Age-Based Dynamics of a Stable Circulating Cd8 T Cell Repertoire Component

• Published in: Frontiers in immunology Vol. 10; p. 1717
• Main Authors: Naumova, Elena N, Yassai, Maryam B, Demos, Wendy, Reed, Erica, Unruh, Melissa, Haribhai, Dipica, Williams, Calvin B, Naumov, Yuri N, Gorski, Jack
• Format: Journal Article
• Language: English
• Published: Switzerland Frontiers Media S.A 06.08.2019
• Subjects: circulation as depot; computational immunology; human CD8 T cells; Immunology; repertoire maturation; senescence; senescence; computational immunology; repertoire maturation; human CD8 T cells; circulation as depot
• ISSN: 1664-3224; 1664-3224
• DOI: 10.3389/fimmu.2019.01717

T-cell memory to pathogens can be envisioned as a receptor-based imprint of the pathogenic environment on the naïve repertoire of clonotypes. Recurrent exposures to a pathogen inform and reinforce memory, leading to a mature state. The complexity and temporal stability of this system in man is only beginning to be adequately described. We have been using a rank-frequency approach for quantitative analysis of CD8 T cell repertoires. Rank acts as a proxy for previous expansion, and rank-frequency, the number of clonotypes at a particular rank, as a proxy for abundance, with the relation of the two estimating the diversity of the system.
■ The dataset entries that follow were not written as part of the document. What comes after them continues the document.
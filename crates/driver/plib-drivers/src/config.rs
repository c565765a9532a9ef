//! Driver defaults.

/// Receive ring slots (capacity 20 bytes).
pub const UART_RX_RING_SIZE: usize = 20 + 1;

/// Transmit ring slots (capacity 128 bytes).
pub const UART_TX_RING_SIZE: usize = 128 + 1;

/// Baud rate programmed by `initialize`.
pub const UART_DEFAULT_BAUD: u32 = 115_200;

/// Bus clock programmed by the I2C host's `initialize`.
pub const I2C_DEFAULT_CLOCK_HZ: u32 = 100_000;

/// Serial clock programmed by the SPI host's `initialize`.
pub const SPI_DEFAULT_CLOCK_HZ: u32 = 1_000_000;

/// Depth of the SPI enhanced-buffer FIFOs.
pub const SPI_FIFO_DEPTH: usize = 4;

/// Byte clocked out while receiving past the end of the transmit data.
pub const SPI_DUMMY_BYTE: u8 = 0xFF;

/// Bytes the SPI client keeps from one chip-select window.
pub const SPI_CLIENT_READ_BUFFER_SIZE: usize = 256;

/// Longest reply the SPI client can stage.
pub const SPI_CLIENT_WRITE_BUFFER_SIZE: usize = 256;

/// Address an I2C client board answers at unless told otherwise.
pub const I2C_CLIENT_DEFAULT_ADDRESS: u16 = 0x54;
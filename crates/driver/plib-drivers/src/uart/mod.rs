//! UART drivers.
//!
//! Three drivers share the register definitions, the [`UartRegisters`]
//! accessor trait and the serial setup code in this module:
//!
//! - [`RingUart`]: interrupt-fed ring buffers in both directions,
//! - [`UartTransfer`]: one outstanding read and one outstanding write,
//! - [`PolledUart`]: blocking byte I/O without interrupts.

mod polled;
pub mod regs;
mod ring;
mod transfer;

pub use polled::PolledUart;
pub use ring::{RingEvent, RingUart};
pub use transfer::UartTransfer;

use bitflags::bitflags;
use plib_core::error::DriverError;
use plib_core::pdebug;

// ---------------------------------------------------------------------------
// Bitflag types
// ---------------------------------------------------------------------------

bitflags! {
    /// UART control register (`UxCON`) bits.
    #[derive(Debug, Clone, Copy, PartialEq, Eq)]
    pub struct UartCon: u32 {
        /// Frame format field (data width and parity).
        const MODE   = 0b1111;
        /// Receiver enable.
        const RXEN   = 1 << 4;
        /// Transmitter enable.
        const TXEN   = 1 << 5;
        /// Auto-baud detection enable (cleared by hardware when done).
        const ABDEN  = 1 << 6;
        /// High-speed (÷4) baud clock when set, low-speed (÷16) when clear.
        const BRGS   = 1 << 7;
        /// Module enable.
        const ON     = 1 << 15;
        /// Stop bit selection field.
        const STP    = 0b11 << 16;
        /// Flow control field.
        const FLO    = 0b11 << 18;
        /// Baud clock source field.
        const CLKSEL = 0b11 << 24;
        /// Fractional baud rate generation.
        const CLKMOD = 1 << 27;
    }
}

bitflags! {
    /// UART status register (`UxSTAT`) bits.
    #[derive(Debug, Clone, Copy, PartialEq, Eq)]
    pub struct UartStat: u32 {
        /// Receive FIFO overflowed.
        const RXFOIF = 1 << 1;
        /// Framing error on the byte at the head of the receive FIFO.
        const FERIF  = 1 << 3;
        /// Parity error on the byte at the head of the receive FIFO.
        const PERIF  = 1 << 6;
        /// Transmit shift register empty.
        const TXMTIF = 1 << 7;
        /// Overflow error interrupt enable.
        const RXFOIE = 1 << 9;
        /// Framing error interrupt enable.
        const FERIE  = 1 << 11;
        /// Parity error interrupt enable.
        const PERIE  = 1 << 14;
        /// Receive FIFO full.
        const RXBF   = 1 << 16;
        /// Receive FIFO empty.
        const RXBE   = 1 << 17;
        /// Transmit FIFO full.
        const TXBF   = 1 << 20;
        /// Transmit FIFO empty.
        const TXBE   = 1 << 21;
    }
}

bitflags! {
    /// Receive faults, using the same bit positions as [`UartStat`].
    ///
    /// The empty set means "no error".
    #[derive(Debug, Clone, Copy, PartialEq, Eq)]
    pub struct UartError: u32 {
        /// Receive FIFO overflow.
        const OVERRUN = UartStat::RXFOIF.bits();
        /// Framing error.
        const FRAMING = UartStat::FERIF.bits();
        /// Parity error.
        const PARITY  = UartStat::PERIF.bits();
    }
}

impl UartError {
    /// Extracts the fault bits from a status register value.
    #[must_use]
    pub const fn from_status(stat: UartStat) -> Self {
        Self::from_bits_truncate(stat.bits())
    }
}

bitflags! {
    /// Interrupt lines of one UART.
    #[derive(Debug, Clone, Copy, PartialEq, Eq)]
    pub struct UartIrq: u8 {
        /// Receive FIFO has data.
        const RX    = 1 << 0;
        /// Transmit FIFO has room.
        const TX    = 1 << 1;
        /// Receive fault.
        const ERROR = 1 << 2;
    }
}

// ---------------------------------------------------------------------------
// Register access
// ---------------------------------------------------------------------------

/// Register-level access to one UART instance.
///
/// [`regs::MmioUart`] implements this over memory-mapped registers; tests
/// implement it over a simulated peripheral.
pub trait UartRegisters {
    /// Reads the control register.
    fn con(&self) -> UartCon;
    /// Writes the control register.
    fn set_con(&self, value: UartCon);
    /// Reads the status register.
    fn stat(&self) -> UartStat;
    /// Writes the status register.
    fn set_stat(&self, value: UartStat);
    /// Writes the baud rate generator.
    fn set_brg(&self, value: u32);
    /// Pops one byte from the receive FIFO.
    fn read_rx(&self) -> u8;
    /// Pushes one byte into the transmit FIFO.
    fn write_tx(&self, byte: u8);
    /// Enables or disables the given interrupt lines.
    fn set_irq_enabled(&self, irqs: UartIrq, enabled: bool);
    /// Returns `true` if every line in `irqs` is enabled.
    fn irq_enabled(&self, irqs: UartIrq) -> bool;
    /// Clears the pending flags of the given interrupt lines.
    fn clear_irq_pending(&self, irqs: UartIrq);

    /// Read-modify-writes the control register.
    fn modify_con(&self, f: impl FnOnce(UartCon) -> UartCon) {
        self.set_con(f(self.con()));
    }
}

/// Discards pending receive faults and the bytes they belong to.
///
/// Clears the overflow flag, drains the receive FIFO (which clears framing
/// and parity flags) and acknowledges the receive and error interrupts.
/// Does nothing when no fault is flagged.
pub(crate) fn clear_errors<R: UartRegisters>(regs: &R) {
    let errors = UartError::from_status(regs.stat());
    if errors.is_empty() {
        return;
    }

    if errors.contains(UartError::OVERRUN) {
        regs.set_stat(regs.stat() - UartStat::RXFOIF);
    }
    while !regs.stat().contains(UartStat::RXBE) {
        let _ = regs.read_rx();
    }
    regs.clear_irq_pending(UartIrq::ERROR | UartIrq::RX);
}

/// Returns `true` if auto-baud detection is running.
pub(crate) fn auto_baud_active<R: UartRegisters>(regs: &R) -> bool {
    regs.con().contains(UartCon::ABDEN)
}

/// Starts auto-baud detection. Stopping it early is not supported by the
/// hardware, so `false` is ignored.
pub(crate) fn set_auto_baud<R: UartRegisters>(regs: &R, enable: bool) {
    if enable {
        regs.modify_con(|con| con | UartCon::ABDEN);
    }
}

/// Returns `true` once the last byte has left the shift register.
pub(crate) fn transmit_complete<R: UartRegisters>(regs: &R) -> bool {
    regs.stat().contains(UartStat::TXMTIF)
}

// ---------------------------------------------------------------------------
// Serial setup
// ---------------------------------------------------------------------------

/// Number of data bits per frame.
#[derive(Debug, Clone, Copy, PartialEq, Eq)]
pub enum DataWidth {
    /// 7 data bits, no parity.
    Seven,
    /// 8 data bits.
    Eight,
}

/// Parity mode (8-bit frames only).
#[derive(Debug, Clone, Copy, PartialEq, Eq)]
pub enum Parity {
    /// No parity bit.
    None,
    /// Odd parity.
    Odd,
    /// Even parity.
    Even,
}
Previous analyses of circulating antigen-experienced cytotoxic CD8 T-cell repertoires from adults have shown a complex two-component clonotype distribution. Here we show this is also the case for circulating CD8 T cells expressing the BV19 receptor chain from five adult subjects. When the repertoire characteristic of clonotype stability is added to the analysis, an inverse correlation between clonotype rank frequency and stability is observed. Clonotypes making up the second distributional component are stable; indicating that the circulation can be a depot of selected clonotypes. Temporal repertoire dynamics was further examined for influenza-specific T cells from children, middle-aged, and older adults. Taken together, these analyses describe a dynamic process of system development and aging, with increasing distributional complexity, leading to a stable circulating component, followed by loss of both complexity and stability.